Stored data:

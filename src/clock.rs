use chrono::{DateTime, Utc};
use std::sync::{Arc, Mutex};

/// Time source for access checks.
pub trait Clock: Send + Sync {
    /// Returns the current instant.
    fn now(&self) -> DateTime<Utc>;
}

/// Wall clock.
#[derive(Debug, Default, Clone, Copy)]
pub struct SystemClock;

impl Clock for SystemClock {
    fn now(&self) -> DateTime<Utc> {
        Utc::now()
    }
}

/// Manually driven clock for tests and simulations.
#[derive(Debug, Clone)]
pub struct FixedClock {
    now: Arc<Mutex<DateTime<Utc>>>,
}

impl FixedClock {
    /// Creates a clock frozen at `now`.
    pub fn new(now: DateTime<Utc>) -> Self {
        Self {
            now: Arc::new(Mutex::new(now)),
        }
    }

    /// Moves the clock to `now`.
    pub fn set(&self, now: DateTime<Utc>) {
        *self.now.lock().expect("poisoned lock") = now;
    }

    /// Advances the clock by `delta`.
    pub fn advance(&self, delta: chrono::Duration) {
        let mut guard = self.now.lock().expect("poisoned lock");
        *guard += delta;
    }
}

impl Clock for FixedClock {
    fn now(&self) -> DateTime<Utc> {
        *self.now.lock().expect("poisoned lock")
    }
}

**Task brief**
Set every record down again, exactly as given.

**Task response**
filename src/clock.rs
use chrono::{DateTime, Utc};
use std::sync::{Arc, Mutex};

/// Time source for access checks.
pub trait Clock: Send + Sync {
    /// Returns the current instant.
    fn now(&self) -> DateTime<Utc>;
}

/// Wall clock.
#[derive(Debug, Default, Clone, Copy)]
pub struct SystemClock;

impl Clock for SystemClock {
    fn now(&self) -> DateTime<Utc> {
        Utc::now()
    }
}

/// Manually driven clock for tests and simulations.
#[derive(Debug, Clone)]
pub struct FixedClock {
    now: Arc<Mutex<DateTime<Utc>>>,
}

impl FixedClock {
    /// Creates a clock frozen at `now`.
    pub fn new(now: DateTime<Utc>) -> Self {
        Self {
            now: Arc::new(Mutex::new(now)),
        }
    }

    /// Moves the clock to `now`.
    pub fn set(&self, now: DateTime<Utc>) {
        *self.now.lock().expect("poisoned lock") = now;
    }

    /// Advances the clock by `delta`.
    pub fn advance(&self, delta: chrono::Duration) {
        let mut guard = self.now.lock().expect("poisoned lock");
        *guard += delta;
    }
}

impl Clock for FixedClock {
    fn now(&self) -> DateTime<Utc> {
        *self.now.lock().expect("poisoned lock")
    }
}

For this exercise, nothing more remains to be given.